In 1927, C.S. met and married Mitties Rathburn, but their happiness was short-lived. Just a few months later, Mitties died soon after contracting a rare disease. Mott tried to heal his “battered heart” with a marriage to society editor, Dee Furey, in the spring of 1929. But things didn’t work out, and they were divorced before year’s end.
The stock market crash in October 1929 and the ensuing Great Depression occupied much of C.S. Mott’s time over the next decade. Not only was he dealing with auto industry challenges as a vice president of General Motors, but he was involved with other businesses, banks, and his foundation, all of which were under financial pressure.
Ruth Rawlings was born in 1901 in El Paso, Texas, where her father was a family practice physician serving those in need on both sides of the border. Her mother was a businesswoman, kindergarten teacher, and founder of the El Paso YWCA. Ruth was athletic and artistic. She went east to study physical education, became a teacher, and returned to El Paso to open a dance studio.
It was there that she met Charles Stewart Mott in 1932 while he was on one of his frequent western trips. They discovered that they were distantly related through the Mott family. C.S. frequently called her, C.R., for Cousin Ruth. The two shared many interests and quickly fell in love.

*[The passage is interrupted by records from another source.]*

// Copyright 2024 Saptak Santra
//
// Licensed under the Apache License, Version 2.0 (the "License");
// you may not use this file except in compliance with the License.
// You may obtain a copy of the License at
//
//     http://www.apache.org/licenses/LICENSE-2.0
//
// Unless required by applicable law or agreed to in writing, software
// distributed under the License is distributed on an "AS IS" BASIS,
// WITHOUT WARRANTIES OR CONDITIONS OF ANY KIND, either express or implied.
// See the License for the specific language governing permissions and
// limitations under the License.

//! Error types
//!
//! Absence is not an error in this crate: a missing component, a dead entity
//! on a read path or an empty query all come back as `None` or an empty
//! iterator. `EcsError` is reserved for misuse that the caller must see,
//! incompatible data, and failing systems.

use thiserror::Error;

use crate::entity::EntityId;

/// ECS error type
#[derive(Debug, Error)]
pub enum EcsError {
    /// A command-style operation targeted an entity that is not alive
    #[error("Entity not found: {0}")]
    EntityNotFound(EntityId),

    /// An exact-id restore targeted an id that is still alive
    #[error("Entity already exists: {0}")]
    EntityAlreadyExists(EntityId),

    /// Non-overwriting insert found the component already attached
    #[error("Entity {entity} already has component {component}")]
    DuplicateComponent {
        entity: EntityId,
        component: &'static str,
    },

    /// Too many distinct archetypes
    #[error("Archetype limit exceeded ({0})")]
    ArchetypeLimitExceeded(usize),

    /// System id unknown to the scheduler
    #[error("System not found")]
    SystemNotFound,

    /// An event handler panicked while events were delivered
    #[error("Event handler panicked: {message}")]
    HandlerPanicked { message: String },

    /// A system returned an error from `update`
    #[error("System '{system}' failed: {source}")]
    SystemFailed {
        system: String,
        #[source]
        source: Box<EcsError>,
    },

    /// A system panicked inside `update`
    #[error("System '{system}' panicked: {message}")]
    SystemPanicked { system: String, message: String },

    /// Error raised by user system code
    #[error("System error: {0}")]
    System(String),

    /// Snapshot format version cannot be read by this serializer
    #[error("Incompatible snapshot format: found version {found}, expected {expected}")]
    IncompatibleFormat { found: u32, expected: u32 },

    /// A type tag was registered twice for different component types
    #[error("Type tag already registered: {0}")]
    DuplicateTypeTag(String),

    /// A payload for a known type tag could not be decoded
    #[error("Invalid payload for '{type_tag}': {reason}")]
    InvalidPayload { type_tag: String, reason: String },

    /// Prefab name unknown to the library
    #[error("Prefab not found: {0}")]
    PrefabNotFound(String),

    /// Snapshot slot names are limited to `[A-Za-z0-9_-]`
    #[error("Invalid snapshot slot name: '{0}'")]
    InvalidSlot(String),

    /// Configuration could not be parsed
    #[error("Config error: {0}")]
    Config(String),

    /// Serialization error
    #[error("Serialization error: {0}")]
    Serialization(#[from] serde_json::Error),

    /// IO error (file operations, etc.)
    #[error("IO error: {0}")]
    Io(#[from] std::io::Error),
}

impl EcsError {
    /// Shorthand for failing a system with a message
    pub fn system(message: impl Into<String>) -> Self {
        EcsError::System(message.into())
    }
}

/// Result type alias
pub type Result<T> = std::result::Result<T, EcsError>;
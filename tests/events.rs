use std::sync::atomic::{AtomicU32, Ordering};
use std::sync::Arc;
use std::time::Duration;

use archetype_runtime::prelude::*;
use parking_lot::Mutex;

#[derive(Debug, Clone, PartialEq)]
struct DamageDealt {
    target: u32,
    amount: u32,
}

#[derive(Debug, Clone, PartialEq)]
struct Healed(u32);

#[test]
fn test_events_arrive_one_tick_later() {
    let mut world = World::new();
    let inbox: Inbox<DamageDealt> = Inbox::new();
    let _sub = inbox.subscribe(world.events_mut(), 0);

    world.emit(DamageDealt {
        target: 1,
        amount: 5,
    });
    assert!(inbox.is_empty());

    world.begin_tick();
    assert_eq!(
        inbox.drain(),
        vec![DamageDealt {
            target: 1,
            amount: 5
        }]
    );

    // Delivered events are not redelivered
    world.begin_tick();
    assert!(inbox.is_empty());
}

#[test]
fn test_cancellation_stops_lower_priorities() {
    let mut bus = EventBus::new();
    let log = Arc::new(Mutex::new(Vec::new()));

    let l = log.clone();
    let _low = bus.subscribe_with_priority::<DamageDealt, _>(-10, move |_| {
        l.lock().push("low");
    });
    let l = log.clone();
    let _shield = bus.subscribe_with_priority::<DamageDealt, _>(10, move |env| {
        l.lock().push("shield");
        if env.payload().amount > 100 {
            env.cancel();
        }
    });

    bus.emit(DamageDealt {
        target: 1,
        amount: 500,
    });
    bus.emit(DamageDealt {
        target: 1,
        amount: 1,
    });
    bus.process();

    assert_eq!(*log.lock(), vec!["shield", "shield", "low"]);
    assert_eq!(bus.stats().cancelled, 1);
}

#[test]
fn test_global_emission_order_across_types() {
    let mut bus = EventBus::new();
    let log = Arc::new(Mutex::new(Vec::new()));

    let l = log.clone();
    let _a = bus.subscribe::<DamageDealt, _>(move |env| {
        l.lock().push(format!("damage {}", env.payload().amount));
    });
    let l = log.clone();
    let _b = bus.subscribe::<Healed, _>(move |env| {
        l.lock().push(format!("heal {}", env.payload().0));
    });

    bus.emit(DamageDealt {
        target: 0,
        amount: 1,
    });
    bus.emit(Healed(2));
    bus.emit(DamageDealt {
        target: 0,
        amount: 3,
    });
    assert_eq!(bus.process(), 3);

    assert_eq!(*log.lock(), vec!["damage 1", "heal 2", "damage 3"]);
}

#[test]
fn test_unsubscribe() {
    let mut bus = EventBus::new();
    let hits = Arc::new(AtomicU32::new(0));
    let h = hits.clone();
    let sub = bus.subscribe::<Healed, _>(move |_| {
        h.fetch_add(1, Ordering::SeqCst);
    });

    bus.emit(Healed(1));
    bus.process();
    assert!(bus.unsubscribe(sub));
    assert!(!bus.unsubscribe(sub));

    bus.emit(Healed(1));
    bus.process();
    assert_eq!(hits.load(Ordering::SeqCst), 1);
}

#[test]
fn test_system_emitted_events_reach_next_tick() {
    let mut world = World::new();
    let mut scheduler = Scheduler::new();
    let received = Arc::new(AtomicU32::new(0));

    scheduler
        .register(
            &mut world,
            FunctionSystem::new(
                "emitter",
                |_: &mut World, commands: &mut CommandBuffer, _: Duration| {
                    commands.emit(Healed(3));
                    Ok(())
                },
            ),
            0,
        )
        .unwrap();

    let r = received.clone();
    scheduler
        .register(
            &mut world,
            Reactive::new(
                "healer",
                move |_: &mut World, _: &mut CommandBuffer, events: Vec<Healed>| {
                    r.fetch_add(events.iter().map(|e| e.0).sum(), Ordering::SeqCst);
                    Ok(())
                },
            ),
            1,
        )
        .unwrap();

    let report = scheduler.tick(&mut world, Duration::ZERO).unwrap();
    assert_eq!(report.events_delivered, 0);
    assert_eq!(received.load(Ordering::SeqCst), 0);

    let report = scheduler.tick(&mut world, Duration::ZERO).unwrap();
    assert_eq!(report.events_delivered, 1);
    assert_eq!(received.load(Ordering::SeqCst), 3);
}

#[test]
fn test_handler_panic_fails_tick_without_wedging_bus() {
    let mut world = World::new();
    let mut scheduler = Scheduler::new();
    let delivered = Arc::new(AtomicU32::new(0));

    let d = delivered.clone();
    let _sub = world.events_mut().subscribe::<Healed, _>(move |env| {
        if env.payload().0 == 0 {
            panic!("cannot heal by zero");
        }
        d.fetch_add(env.payload().0, Ordering::SeqCst);
    });

    world.emit(Healed(0));
    let err = scheduler.tick(&mut world, Duration::ZERO).unwrap_err();
    match err {
        EcsError::HandlerPanicked { message } => assert!(message.contains("heal by zero")),
        other => panic!("unexpected error: {other}"),
    }
    assert!(scheduler.last_report().is_some());

    world.emit(Healed(4));
    let report = scheduler.tick(&mut world, Duration::ZERO).unwrap();
    assert_eq!(report.events_delivered, 1);
    assert_eq!(delivered.load(Ordering::SeqCst), 4);
}
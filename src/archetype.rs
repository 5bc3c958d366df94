// Copyright 2024 Saptak Santra
//
// Licensed under the Apache License, Version 2.0 (the "License");
// you may not use this file except in compliance with the License.
// You may obtain a copy of the License at
//
//     http://www.apache.org/licenses/LICENSE-2.0
//
// Unless required by applicable law or agreed to in writing, software
// distributed under the License is distributed on an "AS IS" BASIS,
// WITHOUT WARRANTIES OR CONDITIONS OF ANY KIND, either express or implied.
// See the License for the specific language governing permissions and
// limitations under the License.

//! Archetype storage with row allocation and removal
//!
//! Every archetype keeps one dense column per component type plus the list of
//! entities occupying its rows. Row `i` of every column belongs to
//! `entities[i]`; removal is swap-remove on all of them at once.

use std::any::{Any, TypeId};
use std::fmt;
use std::ptr::NonNull;

use rustc_hash::FxHashMap;
use smallvec::SmallVec;

use crate::component::Component;
use crate::entity::EntityId;

/// Component signature, sorted and free of duplicates
pub type ArchetypeSignature = SmallVec<[TypeId; 8]>;

/// Index of an archetype inside the world
#[derive(Debug, Clone, Copy, PartialEq, Eq, PartialOrd, Ord, Hash)]
pub struct ArchetypeId(pub(crate) u32);

impl ArchetypeId {
    /// The archetype of entities with no components
    pub const EMPTY: ArchetypeId = ArchetypeId(0);

    pub fn index(self) -> usize {
        self.0 as usize
    }
}

impl fmt::Display for ArchetypeId {
    fn fmt(&self, f: &mut fmt::Formatter<'_>) -> fmt::Result {
        write!(f, "Archetype({})", self.0)
    }
}

/// Type-erased component column
pub trait ColumnStorage: Any + Send + Sync {
    /// Number of stored values
    fn len(&self) -> usize;

    /// Is empty
    fn is_empty(&self) -> bool {
        self.len() == 0
    }

    /// Fresh column of the same component type
    fn empty_clone(&self) -> Box<dyn ColumnStorage>;

    /// Swap-remove `row` and append the value to `dst`, which must hold the same type
    fn swap_remove_into(&mut self, row: usize, dst: &mut dyn ColumnStorage);

    /// Swap-remove `row` and drop the value
    fn swap_remove_drop(&mut self, row: usize);

    /// Reserve space for additional values
    fn reserve(&mut self, additional: usize);

    /// Drop every value
    fn clear(&mut self);

    /// Name of the stored component type
    fn type_name(&self) -> &'static str;

    fn as_any(&self) -> &dyn Any;
    fn as_any_mut(&mut self) -> &mut dyn Any;
}

/// Dense column for one component type
pub struct Column<T> {
    data: Vec<T>,
}

impl<T: Component> Column<T> {
    pub fn new() -> Self {
        Self { data: Vec::new() }
    }

    pub fn push(&mut self, value: T) {
        self.data.push(value);
    }

    pub fn as_slice(&self) -> &[T] {
        &self.data
    }

    pub fn as_mut_slice(&mut self) -> &mut [T] {
        &mut self.data
    }

    pub(crate) fn swap_remove(&mut self, row: usize) -> T {
        self.data.swap_remove(row)
    }
}

impl<T: Component> Default for Column<T> {
    fn default() -> Self {
        Self::new()
    }
}

impl<T: Component> ColumnStorage for Column<T> {
    fn len(&self) -> usize {
        self.data.len()
    }

    fn empty_clone(&self) -> Box<dyn ColumnStorage> {
        Box::new(Column::<T>::new())
    }

    fn swap_remove_into(&mut self, row: usize, dst: &mut dyn ColumnStorage) {
        let value = self.data.swap_remove(row);
        match dst.as_any_mut().downcast_mut::<Column<T>>() {
            Some(dst) => dst.data.push(value),
            None => unreachable!(
                "column type mismatch while moving {}",
                std::any::type_name::<T>()
            ),
        }
    }

    fn swap_remove_drop(&mut self, row: usize) {
        self.data.swap_remove(row);
    }

    fn reserve(&mut self, additional: usize) {
        self.data.reserve(additional);
    }

    fn clear(&mut self) {
        self.data.clear();
    }

    fn type_name(&self) -> &'static str {
        std::any::type_name::<T>()
    }

    fn as_any(&self) -> &dyn Any {
        self
    }

    fn as_any_mut(&mut self) -> &mut dyn Any {
        self
    }
}

/// Archetype: Structure of Arrays storage
pub struct Archetype {
    id: ArchetypeId,
    signature: ArchetypeSignature,
    entities: Vec<EntityId>,
    columns: Vec<Box<dyn ColumnStorage>>,
    column_indices: FxHashMap<TypeId, usize>,
}

impl Archetype {
    /// Create archetype from `(type, column)` pairs.
    ///
    /// Columns are ordered by type id so they line up with the signature.
    pub fn new(id: ArchetypeId, mut columns: Vec<(TypeId, Box<dyn ColumnStorage>)>) -> Self {
        columns.sort_by_key(|(type_id, _)| *type_id);
        columns.dedup_by_key(|(type_id, _)| *type_id);

        let mut signature = ArchetypeSignature::with_capacity(columns.len());
        let mut column_indices = FxHashMap::default();
        let mut storage = Vec::with_capacity(columns.len());
        for (idx, (type_id, column)) in columns.into_iter().enumerate() {
            signature.push(type_id);
            column_indices.insert(type_id, idx);
            storage.push(column);
        }

        Self {
            id,
            signature,
            entities: Vec::new(),
            columns: storage,
            column_indices,
        }
    }

    pub fn id(&self) -> ArchetypeId {
        self.id
    }

    /// Get signature
    pub fn signature(&self) -> &ArchetypeSignature {
        &self.signature
    }

    /// Check whether the signature contains `type_id`
    pub fn contains(&self, type_id: TypeId) -> bool {
        self.signature.binary_search(&type_id).is_ok()
    }

    /// Get all entities
    pub fn entities(&self) -> &[EntityId] {
        &self.entities
    }

    /// Number of entities
    pub fn len(&self) -> usize {
        self.entities.len()
    }

    /// Check if archetype is empty
    pub fn is_empty(&self) -> bool {
        self.entities.is_empty()
    }

    /// Names of the component types stored here
    pub fn component_names(&self) -> impl Iterator<Item = &'static str> + '_ {
        self.columns.iter().map(|column| column.type_name())
    }

    /// Empty copies of every column, for building a neighbouring archetype
    pub(crate) fn empty_columns(&self) -> Vec<(TypeId, Box<dyn ColumnStorage>)> {
        self.signature
            .iter()
            .zip(&self.columns)
            .map(|(type_id, column)| (*type_id, column.empty_clone()))
            .collect()
    }

    /// Typed column
    pub fn column<T: Component>(&self) -> Option<&Column<T>> {
        let idx = *self.column_indices.get(&TypeId::of::<T>())?;
        self.columns[idx].as_any().downcast_ref::<Column<T>>()
    }

    /// Typed column, mutably
    pub fn column_mut<T: Component>(&mut self) -> Option<&mut Column<T>> {
        let idx = *self.column_indices.get(&TypeId::of::<T>())?;
        self.columns[idx].as_any_mut().downcast_mut::<Column<T>>()
    }

    /// Component at `row`
    pub fn get<T: Component>(&self, row: usize) -> Option<&T> {
        self.column::<T>()?.as_slice().get(row)
    }

    /// Component at `row`, mutably
    pub fn get_mut<T: Component>(&mut self, row: usize) -> Option<&mut T> {
        self.column_mut::<T>()?.as_mut_slice().get_mut(row)
    }

    /// Base pointer of a column, for query fetches
    pub(crate) fn column_ptr<T: Component>(&self) -> Option<NonNull<T>> {
        let slice = self.column::<T>()?.as_slice();
        NonNull::new(slice.as_ptr() as *mut T)
    }

    /// Mutable base pointer of a column, for query fetches
    pub(crate) fn column_mut_ptr<T: Component>(&mut self) -> Option<NonNull<T>> {
        let slice = self.column_mut::<T>()?.as_mut_slice();
        NonNull::new(slice.as_mut_ptr())
    }

    /// Append a new row for `entity`.
    ///
    /// The caller pushes exactly one value into every column afterwards.
    pub(crate) fn push_entity(&mut self, entity: EntityId) -> usize {
        let row = self.entities.len();
        self.entities.push(entity);
        row
    }

    /// Push one component value onto its column
    pub(crate) fn push_component<T: Component>(&mut self, value: T) {
        match self.column_mut::<T>() {
            Some(column) => column.push(value),
            None => unreachable!(
                "{} is not part of archetype {}",
                std::any::type_name::<T>(),
                self.id
            ),
        }
    }

    /// Remove row, dropping its components.
    ///
    /// Returns the entity that was swapped into `row`, if any.
    pub(crate) fn remove_row(&mut self, row: usize) -> Option<EntityId> {
        for column in &mut self.columns {
            column.swap_remove_drop(row);
        }
        self.finish_row_removal(row)
    }

    /// Move `row` into `dst`, dropping components `dst` has no column for.
    ///
    /// `skip` names a column whose value was already taken out by the caller.
    /// Returns the new row in `dst` and the entity swapped into `row` here.
    pub(crate) fn move_row(
        &mut self,
        row: usize,
        dst: &mut Archetype,
        skip: Option<TypeId>,
    ) -> (usize, Option<EntityId>) {
        let entity = self.entities[row];
        let new_row = dst.push_entity(entity);

        for (type_id, column) in self.signature.iter().zip(self.columns.iter_mut()) {
            if Some(*type_id) == skip {
                continue;
            }
            match dst.column_indices.get(type_id) {
                Some(&idx) => column.swap_remove_into(row, dst.columns[idx].as_mut()),
                None => column.swap_remove_drop(row),
            }
        }

        (new_row, self.finish_row_removal(row))
    }

    fn finish_row_removal(&mut self, row: usize) -> Option<EntityId> {
        self.entities.swap_remove(row);
        // Whoever was last now lives at `row`
        self.entities.get(row).copied()
    }

    /// Reserve space for additional rows
    pub fn reserve_rows(&mut self, additional: usize) {
        self.entities.reserve(additional);
        for column in &mut self.columns {
            column.reserve(additional);
        }
    }

    /// Drop all rows, keeping the columns
    pub(crate) fn clear(&mut self) {
        self.entities.clear();
        for column in &mut self.columns {
            column.clear();
        }
    }

    #[cfg(debug_assertions)]
    pub(crate) fn debug_check_rows(&self) {
        for column in &self.columns {
            debug_assert_eq!(
                column.len(),
                self.entities.len(),
                "BUG: column {} out of step with entity rows",
                column.type_name()
            );
        }
    }
}

impl fmt::Debug for Archetype {
    fn fmt(&self, f: &mut fmt::Formatter<'_>) -> fmt::Result {
        f.debug_struct("Archetype")
            .field("id", &self.id)
            .field("components", &self.component_names().collect::<Vec<_>>())
            .field("len", &self.len())
            .finish()
    }
}
// Copyright 2024 Saptak Santra
//
// Licensed under the Apache License, Version 2.0 (the "License");
// you may not use this file except in compliance with the License.
// You may obtain a copy of the License at
//
//     http://www.apache.org/licenses/LICENSE-2.0
//
// Unless required by applicable law or agreed to in writing, software
// distributed under the License is distributed on an "AS IS" BASIS,
// WITHOUT WARRANTIES OR CONDITIONS OF ANY KIND, either express or implied.
// See the License for the specific language governing permissions and
// limitations under the License.

//! World snapshots
//!
//! Records carry `(type_tag, payload)` pairs for registered components only.
//! Loading decodes every payload before the world is touched, so a bad
//! snapshot either loads completely or not at all.

use std::collections::BTreeMap;
use std::fmt;
use std::time::{SystemTime, UNIX_EPOCH};

use serde::de::DeserializeOwned;
use serde::{Deserialize, Serialize};
use serde_json::Value;

use crate::component::Component;
use crate::config::SerializerConfig;
use crate::entity::EntityId;
use crate::error::{EcsError, Result};
use crate::prefab::PrefabLibrary;
use crate::registry::{ComponentRegistry, PendingComponent};
use crate::world::World;

/// One persisted component
#[derive(Debug, Clone, PartialEq, Serialize, Deserialize)]
pub struct ComponentRecord {
    pub type_tag: String,
    pub payload: Value,
}

/// One persisted entity
#[derive(Debug, Clone, PartialEq, Serialize, Deserialize)]
pub struct EntityRecord {
    pub id: EntityId,
    /// Sorted by type tag
    pub components: Vec<ComponentRecord>,
}

/// Whole-world snapshot
#[derive(Debug, Clone, PartialEq, Serialize, Deserialize)]
pub struct Snapshot {
    pub format_version: u32,
    /// Unix time in milliseconds
    pub timestamp: u64,
    /// Id of the singleton entity in the saved world
    #[serde(default)]
    pub singleton: Option<EntityId>,
    /// Sorted by id
    pub entities: Vec<EntityRecord>,
    #[serde(default)]
    pub metadata: BTreeMap<String, Value>,
}

impl Snapshot {
    pub fn to_json(&self) -> Result<String> {
        Ok(serde_json::to_string(self)?)
    }

    pub fn to_json_pretty(&self) -> Result<String> {
        Ok(serde_json::to_string_pretty(self)?)
    }

    pub fn from_json(json: &str) -> Result<Self> {
        Ok(serde_json::from_str(json)?)
    }
}

/// How `deserialize_entity` picks the entity id
#[derive(Debug, Clone, Copy, PartialEq, Eq)]
pub enum IdPolicy {
    /// Allocate a new id
    Fresh,
    /// Restore the id stored in the record
    Preserve,
}

/// A component skipped while loading
#[derive(Debug, Clone, PartialEq, Eq)]
pub struct LoadWarning {
    pub entity: EntityId,
    pub type_tag: String,
}

impl fmt::Display for LoadWarning {
    fn fmt(&self, f: &mut fmt::Formatter<'_>) -> fmt::Result {
        write!(
            f,
            "unknown component type '{}' on {}, skipped",
            self.type_tag, self.entity
        )
    }
}

/// Outcome of `deserialize_world`
#[derive(Debug, Clone, Default, PartialEq)]
pub struct LoadReport {
    pub entities_loaded: usize,
    /// Version the snapshot was migrated from, if it was
    pub migrated_from: Option<u32>,
    pub warnings: Vec<LoadWarning>,
}

/// Upgrades a snapshot by exactly one format version
pub type Migration = Box<dyn Fn(&mut Snapshot) -> Result<()> + Send + Sync>;

pub(crate) struct DecodedEntity {
    pub(crate) id: EntityId,
    pub(crate) components: Vec<PendingComponent>,
}

impl DecodedEntity {
    pub(crate) fn apply(self, world: &mut World, entity: EntityId) -> Result<()> {
        for component in self.components {
            component.apply(world, entity)?;
        }
        Ok(())
    }
}

/// State serializer: registry, migrations and prefabs
pub struct Serializer {
    registry: ComponentRegistry,
    migrations: BTreeMap<u32, Migration>,
    pub(crate) prefabs: PrefabLibrary,
    format_version: u32,
    pub(crate) warnings: Vec<LoadWarning>,
}

impl Serializer {
    pub fn new() -> Self {
        Self::with_config(SerializerConfig::default())
    }

    pub fn with_config(config: SerializerConfig) -> Self {
        Self {
            registry: ComponentRegistry::new(),
            migrations: BTreeMap::new(),
            prefabs: PrefabLibrary::new(),
            format_version: config.format_version,
            warnings: Vec::new(),
        }
    }

    /// Format version written by `serialize_world`
    pub fn format_version(&self) -> u32 {
        self.format_version
    }

    pub fn registry(&self) -> &ComponentRegistry {
        &self.registry
    }

    /// Register a persisted component type
    pub fn register<T>(&mut self, type_tag: impl Into<String>) -> Result<()>
    where
        T: Component + Serialize + DeserializeOwned,
    {
        self.registry.register::<T>(type_tag)
    }

    /// Register the upgrade from `from_version` to `from_version + 1`
    pub fn add_migration<F>(&mut self, from_version: u32, migration: F)
    where
        F: Fn(&mut Snapshot) -> Result<()> + Send + Sync + 'static,
    {
        self.migrations.insert(from_version, Box::new(migration));
    }

    /// Warnings collected by loads since the last call
    pub fn take_warnings(&mut self) -> Vec<LoadWarning> {
        std::mem::take(&mut self.warnings)
    }

    /// Record of the registered components of `entity`; `None` if dead
    pub fn serialize_entity(&self, world: &World, entity: EntityId) -> Result<Option<EntityRecord>> {
        let Some(components) = self.registry.encode_entity(world, entity)? else {
            return Ok(None);
        };
        Ok(Some(EntityRecord {
            id: entity,
            components: components
                .into_iter()
                .map(|(type_tag, payload)| ComponentRecord { type_tag, payload })
                .collect(),
        }))
    }

    /// Decode a record's payloads, skipping unknown tags with a warning
    pub(crate) fn decode_record(
        &self,
        id: EntityId,
        components: &[ComponentRecord],
        warnings: &mut Vec<LoadWarning>,
    ) -> Result<DecodedEntity> {
        let mut decoded = Vec::with_capacity(components.len());
        for record in components {
            match self.registry.get(&record.type_tag) {
                Some(registration) => decoded.push(registration.decode(record.payload.clone())?),
                None => {
                    tracing::warn!(
                        entity = %id,
                        type_tag = %record.type_tag,
                        "unknown component type tag, skipping"
                    );
                    warnings.push(LoadWarning {
                        entity: id,
                        type_tag: record.type_tag.clone(),
                    });
                }
            }
        }
        Ok(DecodedEntity {
            id,
            components: decoded,
        })
    }

    /// Create an entity from a record.
    ///
    /// Every payload is decoded before the entity is created, so an invalid
    /// payload leaves the world untouched.
    pub fn deserialize_entity(
        &mut self,
        record: &EntityRecord,
        world: &mut World,
        policy: IdPolicy,
    ) -> Result<EntityId> {
        let mut warnings = Vec::new();
        let decoded = self.decode_record(record.id, &record.components, &mut warnings)?;
        self.warnings.extend(warnings);

        let entity = match policy {
            IdPolicy::Fresh => world.create_entity(),
            IdPolicy::Preserve => world.spawn_with_id(record.id)?,
        };
        decoded.apply(world, entity)?;
        Ok(entity)
    }

    /// Snapshot every live entity, in id order
    pub fn serialize_world(&self, world: &World) -> Result<Snapshot> {
        #[cfg(feature = "profiling")]
        let _span = tracing::info_span!("serializer.serialize_world").entered();

        let mut entities = Vec::with_capacity(world.entity_count());
        for id in world.entities() {
            if let Some(record) = self.serialize_entity(world, id)? {
                entities.push(record);
            }
        }

        let mut metadata = BTreeMap::new();
        metadata.insert("tick".to_string(), Value::from(world.tick()));
        metadata.insert("entity_count".to_string(), Value::from(entities.len()));

        Ok(Snapshot {
            format_version: self.format_version,
            timestamp: unix_millis(),
            singleton: Some(world.singleton()),
            entities,
            metadata,
        })
    }

    /// Bring a snapshot up to the current format version
    fn migrate(&self, snapshot: &mut Snapshot) -> Result<Option<u32>> {
        let found = snapshot.format_version;
        let incompatible = EcsError::IncompatibleFormat {
            found,
            expected: self.format_version,
        };
        if found > self.format_version {
            return Err(incompatible);
        }
        if found == self.format_version {
            return Ok(None);
        }

        for version in found..self.format_version {
            let Some(migration) = self.migrations.get(&version) else {
                return Err(incompatible);
            };
            migration(snapshot)?;
            snapshot.format_version = version + 1;
        }
        tracing::info!(from = found, to = self.format_version, "snapshot migrated");
        Ok(Some(found))
    }

    /// Replace the world's contents with a snapshot.
    ///
    /// Ids are preserved; the saved singleton's components go onto this
    /// world's singleton. Any failure (version, payload, duplicate id,
    /// archetype limit) leaves `world` as it was.
    pub fn deserialize_world(&mut self, mut snapshot: Snapshot, world: &mut World) -> Result<LoadReport> {
        #[cfg(feature = "profiling")]
        let _span = tracing::info_span!("serializer.deserialize_world").entered();

        let migrated_from = self.migrate(&mut snapshot)?;

        let mut warnings = Vec::new();
        let mut decoded = Vec::with_capacity(snapshot.entities.len());
        for record in &snapshot.entities {
            decoded.push(self.decode_record(record.id, &record.components, &mut warnings)?);
        }

        // Replay into a staging world; `world` only changes once every
        // record has landed.
        let mut staged = World::with_config(world.config().clone());
        let singleton = staged.singleton();
        let entities_loaded = decoded.len();
        for entity in decoded {
            let target = if Some(entity.id) == snapshot.singleton || entity.id == singleton {
                singleton
            } else {
                staged.spawn_with_id(entity.id)?
            };
            entity.apply(&mut staged, target)?;
        }
        world.adopt_storage(staged);

        tracing::info!(
            entities = entities_loaded,
            warnings = warnings.len(),
            format_version = snapshot.format_version,
            "snapshot loaded"
        );
        self.warnings.extend(warnings.iter().cloned());
        Ok(LoadReport {
            entities_loaded,
            migrated_from,
            warnings,
        })
    }
}

impl Default for Serializer {
    fn default() -> Self {
        Self::new()
    }
}

fn unix_millis() -> u64 {
    SystemTime::now()
        .duration_since(UNIX_EPOCH)
        .map(|elapsed| elapsed.as_millis() as u64)
        .unwrap_or(0)
}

They married in 1934, and she moved to Applewood. She became a mother, an active partner with her husband in the community, and prominent as a local leader, foundation trustee, and philanthropist.
C.S. and Ruth had three children: Susan Elizabeth Mott (born 1936), Stewart Rawlings Mott (born 1937), and Maryanne Turnbull Mott (born 1942). Once again, Applewood was a family home, full of comings and goings, games, and laughter.
By 1949, the Motts decided it was time to shut down the farming operations at Applewood. The farm manager was ready to retire, and C.S. himself was approaching 75. But instead of slowing down, C.S. wanted to spend more time on community interests. In 1951, he donated Applewood’s former pasture land, along with additional funds, to help expand what is now Mott Community College.
Ruth Mott served as a trustee on the board of the C.S. Mott Foundation from 1944 to 1975. Much loved by the people of Flint, Ruth supported projects devoted to health promotion, the arts, and the environment. She and C.S. often hosted local groups at Applewood, a practice she continued after his death in 1973 at the age of 97.
C.S. arranged for $42 million of his $43.3 million estate to go to the C. S. Mott Foundation upon his death. When C.S. died in 1973, his son, Harding, had been president of the foundation for several years. By the time Harding died in 1989, the C.S. Mott Foundation had become the 12th largest charitable organization in the United States.
Ruth Mott established the Ruth Mott Fund in 1975 to further her civic and charitable work and began to plan for Applewood’s future. It was her desire that the estate eventually be opened to the public as a memorial to Charles Stewart Mott and his ideals. As part of that plan, she began an ambitious project to restore the estate to its former glory.
Ruth’s loyalty to her adopted community of Flint continues through her generous endowment of the Ruth Mott Foundation, established upon her death in 1999. The foundation maintains 34 acres of the original Applewood Estate, the home she shared for 38 years with her partner and husband, Charles Stewart Mott.
As the Motts once did, we welcome you to Applewood.